Oklahoma Colleges Will Hike Tuition to Keep Up With Energy Costs

The Tulsa World reports that colleges in Oklahoma are feeling pain from energy costs and will raise tuition this fall to help make ends meet.

“State colleges estimated they will have cost increases of $43 million in the coming year, but they received about the same amount of money from the state as last year,” the reporter, April Marciszewski, writes.

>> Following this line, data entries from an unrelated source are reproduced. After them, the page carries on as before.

//! Audio transcription example.
//!
//! ```bash
//! export OPENAI_API_KEY=sk-...
//! cargo run --example transcribe_audio -- recording.wav
//! ```

#![allow(clippy::print_stdout, clippy::print_stderr)]

use openai_connector::prelude::*;

#[tokio::main]
async fn main() -> std::result::Result<(), Box<dyn std::error::Error>> {
    tracing_subscriber::fmt::init();

    let path = std::env::args()
        .nth(1)
        .ok_or("usage: transcribe_audio <audio-file>")?;
    let bytes = std::fs::read(&path)?;
    let file_name = std::path::Path::new(&path)
        .file_name()
        .map_or_else(|| path.clone(), |n| n.to_string_lossy().into_owned());

    let config = ConnectionConfig::from_env()?;
    let client = Client::connect(config)?;

    let mut request = TranscriptionRequest::new(FileContent::new(bytes, file_name), "whisper-1");
    request.language = Some("en".to_owned());

    let response = client.create_transcription(&request).await?;
    println!("{}", response.text);

    Ok(())
}
//! Multipart body construction for upload-style endpoints.
//!
//! Upload request types implement [`MultipartPayload`], producing their
//! fields as an ordered sequence of [`BodyPart`]s: file parts carry bytes, a
//! filename and a content type; field parts carry a name and a stringified
//! value. The order follows field declaration order and is reproducible;
//! absent optional fields emit no part at all.

use bytes::Bytes;

use crate::error::{Error, Result};

/// Generic binary content type used when nothing better is known.
const OCTET_STREAM: &str = "application/octet-stream";

/// Inline file content for an upload request field.
#[derive(Debug, Clone, PartialEq, Eq)]
pub struct FileContent {
    /// The raw file bytes.
    pub content: Bytes,
    /// The filename sent with the part.
    pub file_name: String,
    /// Explicit content type; inferred from the filename when `None`.
    pub content_type: Option<String>,
}

impl FileContent {
    /// Creates file content from bytes and a filename.
    pub fn new(content: impl Into<Bytes>, file_name: impl Into<String>) -> Self {
        Self {
            content: content.into(),
            file_name: file_name.into(),
            content_type: None,
        }
    }

    /// Declares an explicit content type for the part.
    #[must_use]
    pub fn with_content_type(mut self, content_type: impl Into<String>) -> Self {
        self.content_type = Some(content_type.into());
        self
    }

    /// The content type actually sent: declared, else inferred from the
    /// filename, else a generic binary type.
    #[must_use]
    pub fn resolved_content_type(&self) -> String {
        if let Some(declared) = &self.content_type {
            return declared.clone();
        }
        mime_guess::from_path(&self.file_name)
            .first_raw()
            .unwrap_or(OCTET_STREAM)
            .to_owned()
    }
}

/// One named entry in a multipart body.
#[derive(Debug, Clone, PartialEq, Eq)]
pub enum BodyPart {
    /// A file part: content bytes, filename and content type.
    File {
        /// Part name.
        name: &'static str,
        /// File bytes.
        content: Bytes,
        /// Filename sent with the part.
        file_name: String,
        /// Content type sent with the part.
        content_type: String,
    },
    /// A scalar field part: name and stringified value.
    Field {
        /// Part name.
        name: &'static str,
        /// Stringified value.
        value: String,
    },
}

impl BodyPart {
    /// Creates a file part from inline content.
    ///
    /// Fails with [`Error::BodyEncoding`] when the content source is empty,
    /// the one failure mode of multipart construction.
    pub fn file(name: &'static str, file: &FileContent) -> Result<Self> {
        if file.content.is_empty() {
            return Err(Error::body_encoding(format!(
                "file part `{name}` has no content"
            )));
        }
        Ok(Self::File {
            name,
            content: file.content.clone(),
            file_name: file.file_name.clone(),
            content_type: file.resolved_content_type(),
        })
    }

    /// Creates a scalar field part.
    pub fn field(name: &'static str, value: impl ToString) -> Self {
        Self::Field {
            name,
            value: value.to_string(),
        }
    }

    /// The part name.
    #[must_use]
    pub const fn name(&self) -> &'static str {
        match self {
            Self::File { name, .. } | Self::Field { name, .. } => name,
        }
    }
}

/// A request value that serializes as a multipart/form-data body.
pub trait MultipartPayload {
    /// Produces the body parts in declaration order.
    ///
    /// One part per present field, none for absent optional fields;
    /// repeated calls on the same payload yield an identical sequence.
    fn parts(&self) -> Result<Vec<BodyPart>>;
}

/// Converts an ordered part sequence into the transport's multipart form.
pub(crate) fn into_form(parts: Vec<BodyPart>) -> Result<reqwest::multipart::Form> {
    let mut form = reqwest::multipart::Form::new();
    for part in parts {
        match part {
            BodyPart::Field { name, value } => {
                form = form.text(name, value);
            }
            BodyPart::File {
                name,
                content,
                file_name,
                content_type,
            } => {
                let part = reqwest::multipart::Part::bytes(content.to_vec())
                    .file_name(file_name)
                    .mime_str(&content_type)
                    .map_err(|e| {
                        Error::body_encoding(format!("invalid MIME type for `{name}`: {e}"))
                    })?;
                form = form.part(name, part);
            }
        }
    }
    Ok(form)
}
//! Embeddings endpoint (`/embeddings`).

use reqwest::Method;
use serde::{Deserialize, Serialize};

use crate::client::Client;
use crate::error::Result;

/// Embedding request (JSON body).
#[derive(Debug, Clone, Serialize)]
pub struct EmbeddingRequest {
    /// Model identifier, e.g. `text-embedding-3-small`.
    pub model: String,
    /// Texts to embed.
    pub input: Vec<String>,
    /// `float` or `base64`.
    #[serde(skip_serializing_if = "Option::is_none")]
    pub encoding_format: Option<String>,
    /// Output dimensionality, for models that support shortening.
    #[serde(skip_serializing_if = "Option::is_none")]
    pub dimensions: Option<u32>,
    /// End-user identifier.
    #[serde(skip_serializing_if = "Option::is_none")]
    pub user: Option<String>,
}

impl EmbeddingRequest {
    /// Creates a request from the model and inputs.
    #[must_use]
    pub fn new(model: impl Into<String>, input: Vec<String>) -> Self {
        Self {
            model: model.into(),
            input,
            encoding_format: None,
            dimensions: None,
            user: None,
        }
    }
}

/// One embedding vector with its input index.
#[derive(Debug, Clone, Deserialize)]
pub struct EmbeddingData {
    /// The embedding vector.
    pub embedding: Vec<f32>,
    /// Index of the input this vector belongs to.
    pub index: usize,
}

/// Token accounting for an embedding call.
#[derive(Debug, Clone, Deserialize)]
pub struct EmbeddingUsage {
    /// Tokens consumed by the inputs.
    pub prompt_tokens: u32,
    /// Total tokens billed.
    pub total_tokens: u32,
}

/// Embeddings response.
#[derive(Debug, Clone, Deserialize)]
pub struct EmbeddingResponse {
    /// One entry per input, in input order.
    pub data: Vec<EmbeddingData>,
    /// Model that produced the vectors.
    pub model: String,
    /// Token usage, if reported.
    #[serde(default)]
    pub usage: Option<EmbeddingUsage>,
}

impl Client {
    /// `POST /embeddings`
    pub async fn create_embedding(&self, request: &EmbeddingRequest) -> Result<EmbeddingResponse> {
        self.execute_json(Method::POST, "/embeddings", request)
            .await
    }
}

#[cfg(test)]
#[allow(clippy::unwrap_used, clippy::panic)]
mod tests {
    use super::*;

    #[test]
    fn serializes_minimal_request() {
        let req = EmbeddingRequest::new("text-embedding-3-small", vec!["hello".to_owned()]);
        let json = serde_json::to_value(&req).unwrap();

        assert_eq!(json["model"], "text-embedding-3-small");
        assert_eq!(json["input"][0], "hello");
        assert!(json.get("dimensions").is_none());
    }

    #[test]
    fn serializes_dimensions_when_set() {
        let mut req = EmbeddingRequest::new("text-embedding-3-small", vec!["hello".to_owned()]);
        req.dimensions = Some(256);

        let json = serde_json::to_value(&req).unwrap();
        assert_eq!(json["dimensions"], 256);
    }

    #[test]
    fn deserializes_response() {
        let json = r#"{
            "object": "list",
            "data": [{"object": "embedding", "embedding": [0.1, -0.2], "index": 0}],
            "model": "text-embedding-3-small",
            "usage": {"prompt_tokens": 2, "total_tokens": 2}
        }"#;

        let response: EmbeddingResponse = serde_json::from_str(json).unwrap();
        assert_eq!(response.data[0].embedding.len(), 2);
        assert_eq!(response.usage.unwrap().total_tokens, 2);
    }
}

Oklahoma State University and other colleges have hired consultants to help find ways to save money on energy. Jeff Stewart, the Oklahoma State University physical-plant director of engineering and utilities, laid out the damage for the World. “The fuel portion of OSU’s electric bill has been about $680,000 for the first half of 2008, Stewart estimated, and he expects that subcharge to increase about 75 percent this month. The university’s gas bill increased from about $5.2 million for July 2006-May 2007 to $5.6 million for July 2007-May 2008. Stewart thinks the gas bill would have been even higher without the energy conservation program, which OSU reported in April had saved about $1.4 million in five months.”

The article notes that colleges in Oklahoma are starting to install geothermal heat pumps—highly efficient technology that uses the constant temperature of the ground to heat and cool buildings. The technology is very popular in Europe, particularly in Sweden and Austria. The International Ground Source Heat Pump Association, a nonprofit organization that supports the geothermal industry, is based at Oklahoma State. Jim Bose, an engineering professor who is the executive director of the association, said in an interview with The Chronicle that after preaching the gospel of geothermal for years, he is starting to see people pay attention.

Still, he said, adoption by college is “like 90-weight oil in the wintertime”—which we take to mean “slow.”